The task: Without changing anything, set down every line shown below.

Record excerpts:
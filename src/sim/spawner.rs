//! Obstacle spawning and the difficulty curve
//!
//! Difficulty is a pure function of score and is never cached. Gap height and
//! speed are sampled from it when an obstacle spawns and then stay fixed on
//! that obstacle.

use rand::Rng;
use serde::{Deserialize, Serialize};

use super::state::{GameSession, Obstacle};
use super::tuning::Tuning;
use crate::consts::{DIFFICULTY_STEP, POINTS_PER_DIFFICULTY_STEP};

/// Display label for a difficulty tier
#[derive(Debug, Clone, Copy, PartialEq, Eq, Serialize, Deserialize)]
pub enum DifficultyLabel {
    Easy,
    Normal,
    Hard,
    Extreme,
    Insane,
    /// Fallback past the end of the table; the index clamp makes it unreachable
    Legendary,
}

const LABELS: [DifficultyLabel; 5] = [
    DifficultyLabel::Easy,
    DifficultyLabel::Normal,
    DifficultyLabel::Hard,
    DifficultyLabel::Extreme,
    DifficultyLabel::Insane,
];

impl DifficultyLabel {
    pub fn as_str(&self) -> &'static str {
        match self {
            DifficultyLabel::Easy => "EASY",
            DifficultyLabel::Normal => "NORMAL",
            DifficultyLabel::Hard => "HARD",
            DifficultyLabel::Extreme => "EXTREME",
            DifficultyLabel::Insane => "INSANE",
            DifficultyLabel::Legendary => "LEGENDARY",
        }
    }

    /// Label for a tier: `floor(tier) - 1`, clamped to the table
    pub fn for_tier(tier: f32) -> Self {
        let index = (tier.floor() as i64 - 1).min(LABELS.len() as i64 - 1);
        usize::try_from(index)
            .ok()
            .and_then(|i| LABELS.get(i).copied())
            .unwrap_or(DifficultyLabel::Legendary)
    }
}

/// `1 + floor(score / 5) * 0.2`
#[inline]
pub fn difficulty_tier(score: u32) -> f32 {
    1.0 + (score / POINTS_PER_DIFFICULTY_STEP) as f32 * DIFFICULTY_STEP
}

/// Label for a score
#[inline]
pub fn difficulty_label(score: u32) -> DifficultyLabel {
    DifficultyLabel::for_tier(difficulty_tier(score))
}

/// Gap height for a tier, shrinking to `min_gap`
#[inline]
pub fn gap_height(tier: f32, tuning: &Tuning) -> f32 {
    (tuning.base_gap - (tier - 1.0) * tuning.gap_shrink_per_tier).max(tuning.min_gap)
}

/// Scroll speed for a tier, growing to `max_speed`
#[inline]
pub fn obstacle_speed(tier: f32, tuning: &Tuning) -> f32 {
    (tuning.base_speed + (tier - 1.0) * tuning.speed_gain_per_tier).min(tuning.max_speed)
}

/// Whether a new obstacle is due: none live, or the newest has scrolled far enough
pub fn should_spawn(obstacles: &[Obstacle], tuning: &Tuning) -> bool {
    obstacles
        .last()
        .is_none_or(|newest| newest.x < tuning.world_width - tuning.spawn_spacing)
}

/// Gap center for a uniform sample `t` in `[0, 1)`, keeping the whole gap
/// at least `gap_margin` away from the top and bottom
#[inline]
pub fn gap_center_for(t: f32, gap: f32, tuning: &Tuning) -> f32 {
    let margin = tuning.gap_margin;
    t * (tuning.world_height - gap - 2.0 * margin) + margin + gap / 2.0
}

/// Spawn an obstacle at the right edge if one is due. Returns it if spawned.
pub fn maybe_spawn(session: &mut GameSession) -> Option<Obstacle> {
    if !should_spawn(&session.obstacles, &session.tuning) {
        return None;
    }

    let tier = session.difficulty_tier();
    let gap = gap_height(tier, &session.tuning);
    let speed = obstacle_speed(tier, &session.tuning);
    let t: f32 = session.rng.random();
    let center = gap_center_for(t, gap, &session.tuning);

    let obstacle = Obstacle::new(session.tuning.world_width, center, gap, speed);
    log::debug!(
        "Spawned obstacle: gap {:.0}px at y={:.0}, speed {:.2}",
        gap,
        center,
        speed
    );
    session.obstacles.push(obstacle);
    Some(obstacle)
}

Solved exercise:
filename src/sim/spawner.rs
//! Obstacle spawning and the difficulty curve
//!
//! Difficulty is a pure function of score and is never cached. Gap height and
//! speed are sampled from it when an obstacle spawns and then stay fixed on
//! that obstacle.

use rand::Rng;
use serde::{Deserialize, Serialize};

use super::state::{GameSession, Obstacle};
use super::tuning::Tuning;
use crate::consts::{DIFFICULTY_STEP, POINTS_PER_DIFFICULTY_STEP};

/// Display label for a difficulty tier
#[derive(Debug, Clone, Copy, PartialEq, Eq, Serialize, Deserialize)]
pub enum DifficultyLabel {
    Easy,
    Normal,
    Hard,
    Extreme,
    Insane,
    /// Fallback past the end of the table; the index clamp makes it unreachable
    Legendary,
}

const LABELS: [DifficultyLabel; 5] = [
    DifficultyLabel::Easy,
    DifficultyLabel::Normal,
    DifficultyLabel::Hard,
    DifficultyLabel::Extreme,
    DifficultyLabel::Insane,
];

impl DifficultyLabel {
    pub fn as_str(&self) -> &'static str {
        match self {
            DifficultyLabel::Easy => "EASY",
            DifficultyLabel::Normal => "NORMAL",
            DifficultyLabel::Hard => "HARD",
            DifficultyLabel::Extreme => "EXTREME",
            DifficultyLabel::Insane => "INSANE",
            DifficultyLabel::Legendary => "LEGENDARY",
        }
    }

    /// Label for a tier: `floor(tier) - 1`, clamped to the table
    pub fn for_tier(tier: f32) -> Self {
        let index = (tier.floor() as i64 - 1).min(LABELS.len() as i64 - 1);
        usize::try_from(index)
            .ok()
            .and_then(|i| LABELS.get(i).copied())
            .unwrap_or(DifficultyLabel::Legendary)
    }
}

/// `1 + floor(score / 5) * 0.2`
#[inline]
pub fn difficulty_tier(score: u32) -> f32 {
    1.0 + (score / POINTS_PER_DIFFICULTY_STEP) as f32 * DIFFICULTY_STEP
}

/// Label for a score
#[inline]
pub fn difficulty_label(score: u32) -> DifficultyLabel {
    DifficultyLabel::for_tier(difficulty_tier(score))
}

/// Gap height for a tier, shrinking to `min_gap`
#[inline]
pub fn gap_height(tier: f32, tuning: &Tuning) -> f32 {
    (tuning.base_gap - (tier - 1.0) * tuning.gap_shrink_per_tier).max(tuning.min_gap)
}

/// Scroll speed for a tier, growing to `max_speed`
#[inline]
pub fn obstacle_speed(tier: f32, tuning: &Tuning) -> f32 {
    (tuning.base_speed + (tier - 1.0) * tuning.speed_gain_per_tier).min(tuning.max_speed)
}

/// Whether a new obstacle is due: none live, or the newest has scrolled far enough
pub fn should_spawn(obstacles: &[Obstacle], tuning: &Tuning) -> bool {
    obstacles
        .last()
        .is_none_or(|newest| newest.x < tuning.world_width - tuning.spawn_spacing)
}

/// Gap center for a uniform sample `t` in `[0, 1)`, keeping the whole gap
/// at least `gap_margin` away from the top and bottom
#[inline]
pub fn gap_center_for(t: f32, gap: f32, tuning: &Tuning) -> f32 {
    let margin = tuning.gap_margin;
    t * (tuning.world_height - gap - 2.0 * margin) + margin + gap / 2.0
}

/// Spawn an obstacle at the right edge if one is due. Returns it if spawned.
pub fn maybe_spawn(session: &mut GameSession) -> Option<Obstacle> {
    if !should_spawn(&session.obstacles, &session.tuning) {
        return None;
    }

    let tier = session.difficulty_tier();
    let gap = gap_height(tier, &session.tuning);
    let speed = obstacle_speed(tier, &session.tuning);
    let t: f32 = session.rng.random();
    let center = gap_center_for(t, gap, &session.tuning);

    let obstacle = Obstacle::new(session.tuning.world_width, center, gap, speed);
    log::debug!(
        "Spawned obstacle: gap {:.0}px at y={:.0}, speed {:.2}",
        gap,
        center,
        speed
    );
    session.obstacles.push(obstacle);
    Some(obstacle)
}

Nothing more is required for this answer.